Командный пункт третьего батальона, куда спешил сейчас на эмке старший политрук Мамонов, располагался в десяти километрах от Голицино. Многие бойцы там просились на передовую. Хотя и понимали, что отвечают за неприкосновенность воздушных рубежей столицы, что должны выполнять свой долг перед Родиной именно здесь, где их поставили, но все-таки просились на фронт. Их тоже можно было понять: время для страны трудное, к тому же семьи у некоторых в оккупации…

Стояло тихое утро. Мелькавшие по обеим сторонам шоссе сосны, голубое безоблачное небо, нарядные беззаботные бабочки – все это никак не вязалось с тем, что шла кровопролитная война. Хотелось любоваться природой, а надо было думать о делах.

Вот она, деревня Часцы. КП Цыганенке в молодой березовой рощице выдавал дымок над ней. Не успел Мамонов сделать и шага от машины, как появился боец с винтовкой, знаком велел остановиться. Взглянув на красные прямоугольники в петлицах Мамонова, подтверждающие принадлежность к старшему комсоставу, он четко отдал честь.

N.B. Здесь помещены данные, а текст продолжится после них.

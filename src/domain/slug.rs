//! Deterministic identity derivation for catalog entities.
//!
//! Slugs are the durable natural keys the reconciler upserts against, so the
//! rules here must stay stable across runs: same input, same slug, regardless
//! of casing or run order.

use once_cell::sync::Lazy;
use regex::Regex;

static WHITESPACE: Lazy<Regex> = Lazy::new(|| Regex::new(r"\s+").unwrap());
static NON_SLUG: Lazy<Regex> = Lazy::new(|| Regex::new(r"[^a-z0-9_-]+").unwrap());
static HYPHEN_RUNS: Lazy<Regex> = Lazy::new(|| Regex::new(r"-+").unwrap());
static PARENTHETICAL: Lazy<Regex> = Lazy::new(|| Regex::new(r"\(([^)]*)\)").unwrap());

/// Lowercase, whitespace to hyphens, strip everything that is not
/// `[a-z0-9_-]`, collapse hyphen runs, trim hyphens at both ends.
///
/// Returns an empty string when nothing slug-safe survives (e.g. a name
/// written entirely in a non-Latin script); callers fall back to a synthetic
/// slug in that case.
pub fn slugify(text: &str) -> String {
    let lowered = text.to_lowercase();
    let hyphenated = WHITESPACE.replace_all(lowered.trim(), "-");
    let stripped = NON_SLUG.replace_all(&hyphenated, "");
    let collapsed = HYPHEN_RUNS.replace_all(&stripped, "-");
    collapsed.trim_matches('-').to_string()
}

/// Split a raw display name into the base product name and the variant
/// qualifier carried in the first parenthetical group.
///
/// `"Widget (Red)"` → `("Widget", Some("Red"))`; later groups stay part of
/// the base name. An empty parenthetical yields no qualifier.
pub fn split_base_name(raw: &str) -> (String, Option<String>) {
    match PARENTHETICAL.captures(raw) {
        Some(caps) => {
            let whole = caps.get(0).expect("capture 0 always present");
            let mut base = String::with_capacity(raw.len());
            base.push_str(&raw[..whole.start()]);
            base.push(' ');
            base.push_str(&raw[whole.end()..]);
            let base = WHITESPACE.replace_all(base.trim(), " ").to_string();

            let qualifier = caps
                .get(1)
                .map(|m| m.as_str().trim())
                .filter(|s| !s.is_empty())
                .map(str::to_string);
            (base, qualifier)
        }
        None => (WHITESPACE.replace_all(raw.trim(), " ").to_string(), None),
    }
}

/// Slug for a product, falling back to a synthetic identity when the base
/// name does not survive slugification.
pub fn product_slug(base_name: &str, external_id: i64) -> String {
    let slug = slugify(base_name);
    if slug.is_empty() {
        format!("product-{external_id}")
    } else {
        slug
    }
}

/// Synthetic display name for items whose payload carries no usable name.
pub fn synthetic_product_name(external_id: i64) -> String {
    format!("Product-{external_id}")
}

/// Category slug: `slug(name)-{vendorCategoryId}`. The vendor id keeps the
/// key unique when two categories slugify to the same text; a blank or
/// unusable name degrades to the literal `category`.
pub fn category_slug(name: Option<&str>, vendor_category_id: i64) -> String {
    let base = name
        .map(slugify)
        .filter(|s| !s.is_empty())
        .unwrap_or_else(|| "category".to_string());
    format!("{base}-{vendor_category_id}")
}

#[cfg(test)]
mod tests {
    use super::*;

    #[test]
    fn slugify_basic_cases() {
        assert_eq!(slugify("Widget"), "widget");
        assert_eq!(slugify("  Cotton T-Shirt  "), "cotton-t-shirt");
        assert_eq!(slugify("A  B   C"), "a-b-c");
        assert_eq!(slugify("Café & Crème!"), "caf-crme");
        assert_eq!(slugify("--already--slugged--"), "already-slugged");
    }

    #[test]
    fn slugify_is_case_insensitive() {
        assert_eq!(slugify("WIDGET Pro"), slugify("widget pro"));
    }

    #[test]
    fn slugify_non_latin_collapses_to_empty() {
        assert_eq!(slugify("เสื้อยืด"), "");
    }

    #[test]
    fn split_base_name_strips_first_parenthetical_only() {
        assert_eq!(
            split_base_name("Widget (Red)"),
            ("Widget".to_string(), Some("Red".to_string()))
        );
        assert_eq!(
            split_base_name("Widget (Red) Pro (2024)"),
            ("Widget Pro (2024)".to_string(), Some("Red".to_string()))
        );
    }

    #[test]
    fn split_base_name_handles_empty_and_missing_groups() {
        assert_eq!(split_base_name("Widget ()"), ("Widget".to_string(), None));
        assert_eq!(split_base_name("Plain Name"), ("Plain Name".to_string(), None));
        assert_eq!(
            split_base_name("(Blue) Shirt"),
            ("Shirt".to_string(), Some("Blue".to_string()))
        );
    }

    #[test]
    fn product_slug_falls_back_to_synthetic() {
        assert_eq!(product_slug("Widget", 9), "widget");
        assert_eq!(product_slug("เสื้อยืด", 9), "product-9");
        assert_eq!(product_slug("", 42), "product-42");
    }

    #[test]
    fn determinism_from_raw_display_name() {
        let (base_a, _) = split_base_name("Widget (Red)");
        let (base_b, _) = split_base_name("WIDGET (blue)");
        assert_eq!(product_slug(&base_a, 1), product_slug(&base_b, 2));
        assert_eq!(product_slug(&base_a, 1), "widget");
    }

    #[test]
    fn category_slug_composition() {
        assert_eq!(category_slug(Some("Apparel"), 12), "apparel-12");
        assert_eq!(category_slug(Some("  "), 12), "category-12");
        assert_eq!(category_slug(None, 7), "category-7");
        assert_eq!(category_slug(Some("เสื้อ"), 3), "category-3");
    }
}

Мамонов предъявил пропуск.

– Проезжайте, товарищ старший политрук.

И Мамонов махнул рукой водителю – разрешил ехать, а сам зашагал по тропке к КП, который размещался в палатке, покрытой для маскировки зелеными ветками.

– Товарищ старший политрук! – вытянулся при виде Мамонова комбат 3.– Личный состав командного пункта отдыхает после ночного дежурства. Командир батальона старший лейтенант Цыганенко…

– Здравствуйте, Федор Степанович.– Мамонов огляделся.– Приехал пораньше, чтобы посмотреть, как вы устроились.

– Мы все еще устраиваемся, Иван Евгеньевич. Начали рыть котлован для землянки.

– А как к этому относится Иван Ефремович? Цыганенко замялся.

– По-моему, одобряет. Считает, что долго мы тут будем.

Потом комбат рассказал про вражеские самолеты-разведчики. Они прилетали вчера прямо среди бела дня, три сразу. Чтобы не демаскировать себя, огонь по ним не открывали. А пока он, Цыганенко, звонил летчикам, самолетов уже и след простыл.

– Да, обстановка осложняется,– задумчиво проговорил старший политрук.– Теперь жди налетов. Как, готовы к ним?

– Готовы, Иван Евгеньевич. Только вот не знаю, что с моими людьми делать… Заладили: на фронт да на фронт. Вчера трое просились, сегодня уже два рапорта получил…

– Вот об этом сейчас и поговорим.

На поляне уже собрались бойцы. Мамонов прочитал последние сообщения Совинформбюро. И спросил:

– Вопросы есть?

Поднялся связист КП батальона Моргунов.

– Разрешите?

– Пожалуйста.

Взвод Моргунова укреплял линии связи. Приходилось бывать в разных деревнях. Везде колхозники забрасывали бойцов вопросами о положении на фронте. И при этом так смотрели на них, молодых и здоровых, что тем не по себе становилось.

– Глядят на меня и думают, чего ж, мол, ты, друг сердечный, в тылу околачиваешься, когда надо тебе на передовой с немцами драться,– так закончил выступление Моргунов и ссутулил могучие плечи, словно стыдился своего крупного, пышущего здоровьем тела.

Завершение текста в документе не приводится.